* _Task statement_
Set the records down again. Match every line exactly.

* _Data to use_

use shared::models::{point::Point, viewport::Viewport};

pub const DEFAULT_TOP_LEFT: Point = Point { x: -2.0, y: 1.5 };
pub const DEFAULT_BOTTOM_RIGHT: Point = Point { x: 0.5, y: -1.5 };

/// Navigation state of the window: the viewport being displayed, the
/// in-progress drag selection and the zoom history.
pub struct ViewState {
    viewport: Viewport,
    history: Vec<Viewport>,
    drag_anchor: Option<(f64, f64)>,
    cursor: (f64, f64),
}

impl ViewState {
    pub fn new(width_px: u32, height_px: u32) -> Self {
        Self {
            viewport: Viewport::new(width_px, height_px, DEFAULT_TOP_LEFT, DEFAULT_BOTTOM_RIGHT),
            history: Vec::new(),
            drag_anchor: None,
            cursor: (0.0, 0.0),
        }
    }

    pub fn viewport(&self) -> Viewport {
        self.viewport
    }

    /// Window resized: keep the plane corners, render at the new pixel
    /// dimensions.
    pub fn resize(&mut self, width_px: u32, height_px: u32) {
        self.viewport.width_px = width_px;
        self.viewport.height_px = height_px;
    }

    pub fn track_cursor(&mut self, position: (f64, f64)) {
        self.cursor = position;
    }

    pub fn begin_drag(&mut self, position: (f64, f64)) {
        self.cursor = position;
        self.drag_anchor = Some(position);
    }

    /// The selection rectangle in pixel coordinates: the anchor and the
    /// aspect-locked far corner. Unnormalized; a leftward drag puts the
    /// corner left of the anchor.
    pub fn drag_rect(&self) -> Option<((f64, f64), (f64, f64))> {
        let anchor = self.drag_anchor?;
        Some((anchor, self.locked_corner(anchor)))
    }

    // The far corner follows the cursor x and derives y from the window
    // aspect ratio, so every selection zooms without distortion.
    fn locked_corner(&self, anchor: (f64, f64)) -> (f64, f64) {
        let ratio = self.viewport.height_px as f64 / self.viewport.width_px as f64;
        let x = self.cursor.0;
        (x, (x - anchor.0) * ratio + anchor.1)
    }

    /// Ends the drag and zooms into the selection. `None` when no drag was
    /// in progress or the selection collapsed to a point.
    pub fn commit_zoom(&mut self) -> Option<Viewport> {
        let (anchor, corner) = self.drag_rect()?;
        self.drag_anchor = None;

        if anchor.0 == corner.0 {
            return None;
        }

        let width = self.viewport.width_px as f64;
        let height = self.viewport.height_px as f64;
        let left = anchor.0.min(corner.0);
        let right = anchor.0.max(corner.0);
        let top = anchor.1.min(corner.1);
        let bottom = anchor.1.max(corner.1);

        let top_left = self.viewport.plane_at(left / width, top / height);
        let bottom_right = self.viewport.plane_at(right / width, bottom / height);

        self.history.push(self.viewport);
        self.viewport.top_left = top_left;
        self.viewport.bottom_right = bottom_right;
        Some(self.viewport)
    }

    /// Steps back through the zoom history; an empty history resets to the
    /// default view. Pixel dimensions always stay current.
    pub fn pop_view(&mut self) -> Viewport {
        let (top_left, bottom_right) = match self.history.pop() {
            Some(previous) => (previous.top_left, previous.bottom_right),
            None => (DEFAULT_TOP_LEFT, DEFAULT_BOTTOM_RIGHT),
        };
        self.viewport.top_left = top_left;
        self.viewport.bottom_right = bottom_right;
        self.viewport
    }
}

#[cfg(test)]
mod tests {
    use super::*;

    #[test]
    fn starts_on_the_default_view() {
        let view = ViewState::new(600, 720);
        let viewport = view.viewport();
        assert_eq!(viewport.top_left, DEFAULT_TOP_LEFT);
        assert_eq!(viewport.bottom_right, DEFAULT_BOTTOM_RIGHT);
        assert_eq!((viewport.width_px, viewport.height_px), (600, 720));
    }

    #[test]
    fn the_selection_corner_locks_to_the_window_aspect() {
        let mut view = ViewState::new(300, 600);
        view.begin_drag((30.0, 40.0));
        view.track_cursor((80.0, 500.0)); // cursor y plays no part

        let (anchor, corner) = view.drag_rect().unwrap();
        assert_eq!(anchor, (30.0, 40.0));
        assert_eq!(corner, (80.0, 140.0)); // (80 - 30) * 2 + 40
    }

    #[test]
    fn committing_a_selection_zooms_the_plane_rectangle() {
        let mut view = ViewState::new(4, 4);
        view.begin_drag((1.0, 1.0));
        view.track_cursor((3.0, 0.0));

        let next = view.commit_zoom().unwrap();
        assert_eq!(next.top_left, Point::new(-1.375, 0.75));
        assert_eq!(next.bottom_right, Point::new(-0.125, -0.75));
        assert_eq!((next.width_px, next.height_px), (4, 4));
    }

    #[test]
    fn a_leftward_drag_normalizes_to_the_same_rectangle() {
        let mut view = ViewState::new(4, 4);
        view.begin_drag((3.0, 3.0));
        view.track_cursor((1.0, 99.0));

        let next = view.commit_zoom().unwrap();
        assert_eq!(next.top_left, Point::new(-1.375, 0.75));
        assert_eq!(next.bottom_right, Point::new(-0.125, -0.75));
        assert!(next.top_left.x < next.bottom_right.x);
        assert!(next.top_left.y > next.bottom_right.y);
    }

    #[test]
    fn a_collapsed_selection_does_not_zoom() {
        let mut view = ViewState::new(4, 4);
        let before = view.viewport();
        view.begin_drag((2.0, 2.0));

        assert!(view.commit_zoom().is_none());
        assert_eq!(view.viewport(), before);
        assert!(view.drag_rect().is_none());
    }

    #[test]
    fn right_click_walks_back_through_history_then_resets() {
        let mut view = ViewState::new(4, 4);
        let initial = view.viewport();

        view.begin_drag((1.0, 1.0));
        view.track_cursor((3.0, 0.0));
        let zoomed = view.commit_zoom().unwrap();
        assert_ne!(zoomed, initial);

        assert_eq!(view.pop_view(), initial);

        let reset = view.pop_view();
        assert_eq!(reset.top_left, DEFAULT_TOP_LEFT);
        assert_eq!(reset.bottom_right, DEFAULT_BOTTOM_RIGHT);
    }

    #[test]
    fn resizing_keeps_the_plane_corners() {
        let mut view = ViewState::new(600, 720);
        view.resize(800, 600);

        let viewport = view.viewport();
        assert_eq!((viewport.width_px, viewport.height_px), (800, 600));
        assert_eq!(viewport.top_left, DEFAULT_TOP_LEFT);
        assert_eq!(viewport.bottom_right, DEFAULT_BOTTOM_RIGHT);
    }
}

* _Answer to the problem_
use shared::models::{point::Point, viewport::Viewport};

pub const DEFAULT_TOP_LEFT: Point = Point { x: -2.0, y: 1.5 };
pub const DEFAULT_BOTTOM_RIGHT: Point = Point { x: 0.5, y: -1.5 };

/// Navigation state of the window: the viewport being displayed, the
/// in-progress drag selection and the zoom history.
pub struct ViewState {
    viewport: Viewport,
    history: Vec<Viewport>,
    drag_anchor: Option<(f64, f64)>,
    cursor: (f64, f64),
}

impl ViewState {
    pub fn new(width_px: u32, height_px: u32) -> Self {
        Self {
            viewport: Viewport::new(width_px, height_px, DEFAULT_TOP_LEFT, DEFAULT_BOTTOM_RIGHT),
            history: Vec::new(),
            drag_anchor: None,
            cursor: (0.0, 0.0),
        }
    }

    pub fn viewport(&self) -> Viewport {
        self.viewport
    }

    /// Window resized: keep the plane corners, render at the new pixel
    /// dimensions.
    pub fn resize(&mut self, width_px: u32, height_px: u32) {
        self.viewport.width_px = width_px;
        self.viewport.height_px = height_px;
    }

    pub fn track_cursor(&mut self, position: (f64, f64)) {
        self.cursor = position;
    }

    pub fn begin_drag(&mut self, position: (f64, f64)) {
        self.cursor = position;
        self.drag_anchor = Some(position);
    }

    /// The selection rectangle in pixel coordinates: the anchor and the
    /// aspect-locked far corner. Unnormalized; a leftward drag puts the
    /// corner left of the anchor.
    pub fn drag_rect(&self) -> Option<((f64, f64), (f64, f64))> {
        let anchor = self.drag_anchor?;
        Some((anchor, self.locked_corner(anchor)))
    }

    // The far corner follows the cursor x and derives y from the window
    // aspect ratio, so every selection zooms without distortion.
    fn locked_corner(&self, anchor: (f64, f64)) -> (f64, f64) {
        let ratio = self.viewport.height_px as f64 / self.viewport.width_px as f64;
        let x = self.cursor.0;
        (x, (x - anchor.0) * ratio + anchor.1)
    }

    /// Ends the drag and zooms into the selection. `None` when no drag was
    /// in progress or the selection collapsed to a point.
    pub fn commit_zoom(&mut self) -> Option<Viewport> {
        let (anchor, corner) = self.drag_rect()?;
        self.drag_anchor = None;

        if anchor.0 == corner.0 {
            return None;
        }

        let width = self.viewport.width_px as f64;
        let height = self.viewport.height_px as f64;
        let left = anchor.0.min(corner.0);
        let right = anchor.0.max(corner.0);
        let top = anchor.1.min(corner.1);
        let bottom = anchor.1.max(corner.1);

        let top_left = self.viewport.plane_at(left / width, top / height);
        let bottom_right = self.viewport.plane_at(right / width, bottom / height);

        self.history.push(self.viewport);
        self.viewport.top_left = top_left;
        self.viewport.bottom_right = bottom_right;
        Some(self.viewport)
    }

    /// Steps back through the zoom history; an empty history resets to the
    /// default view. Pixel dimensions always stay current.
    pub fn pop_view(&mut self) -> Viewport {
        let (top_left, bottom_right) = match self.history.pop() {
            Some(previous) => (previous.top_left, previous.bottom_right),
            None => (DEFAULT_TOP_LEFT, DEFAULT_BOTTOM_RIGHT),
        };
        self.viewport.top_left = top_left;
        self.viewport.bottom_right = bottom_right;
        self.viewport
    }
}

#[cfg(test)]
mod tests {
    use super::*;

    #[test]
    fn starts_on_the_default_view() {
        let view = ViewState::new(600, 720);
        let viewport = view.viewport();
        assert_eq!(viewport.top_left, DEFAULT_TOP_LEFT);
        assert_eq!(viewport.bottom_right, DEFAULT_BOTTOM_RIGHT);
        assert_eq!((viewport.width_px, viewport.height_px), (600, 720));
    }

    #[test]
    fn the_selection_corner_locks_to_the_window_aspect() {
        let mut view = ViewState::new(300, 600);
        view.begin_drag((30.0, 40.0));
        view.track_cursor((80.0, 500.0)); // cursor y plays no part

        let (anchor, corner) = view.drag_rect().unwrap();
        assert_eq!(anchor, (30.0, 40.0));
        assert_eq!(corner, (80.0, 140.0)); // (80 - 30) * 2 + 40
    }

    #[test]
    fn committing_a_selection_zooms_the_plane_rectangle() {
        let mut view = ViewState::new(4, 4);
        view.begin_drag((1.0, 1.0));
        view.track_cursor((3.0, 0.0));

        let next = view.commit_zoom().unwrap();
        assert_eq!(next.top_left, Point::new(-1.375, 0.75));
        assert_eq!(next.bottom_right, Point::new(-0.125, -0.75));
        assert_eq!((next.width_px, next.height_px), (4, 4));
    }

    #[test]
    fn a_leftward_drag_normalizes_to_the_same_rectangle() {
        let mut view = ViewState::new(4, 4);
        view.begin_drag((3.0, 3.0));
        view.track_cursor((1.0, 99.0));

        let next = view.commit_zoom().unwrap();
        assert_eq!(next.top_left, Point::new(-1.375, 0.75));
        assert_eq!(next.bottom_right, Point::new(-0.125, -0.75));
        assert!(next.top_left.x < next.bottom_right.x);
        assert!(next.top_left.y > next.bottom_right.y);
    }

    #[test]
    fn a_collapsed_selection_does_not_zoom() {
        let mut view = ViewState::new(4, 4);
        let before = view.viewport();
        view.begin_drag((2.0, 2.0));

        assert!(view.commit_zoom().is_none());
        assert_eq!(view.viewport(), before);
        assert!(view.drag_rect().is_none());
    }

    #[test]
    fn right_click_walks_back_through_history_then_resets() {
        let mut view = ViewState::new(4, 4);
        let initial = view.viewport();

        view.begin_drag((1.0, 1.0));
        view.track_cursor((3.0, 0.0));
        let zoomed = view.commit_zoom().unwrap();
        assert_ne!(zoomed, initial);

        assert_eq!(view.pop_view(), initial);

        let reset = view.pop_view();
        assert_eq!(reset.top_left, DEFAULT_TOP_LEFT);
        assert_eq!(reset.bottom_right, DEFAULT_BOTTOM_RIGHT);
    }

    #[test]
    fn resizing_keeps_the_plane_corners() {
        let mut view = ViewState::new(600, 720);
        view.resize(800, 600);

        let viewport = view.viewport();
        assert_eq!((viewport.width_px, viewport.height_px), (800, 600));
        assert_eq!(viewport.top_left, DEFAULT_TOP_LEFT);
        assert_eq!(viewport.bottom_right, DEFAULT_BOTTOM_RIGHT);
    }
}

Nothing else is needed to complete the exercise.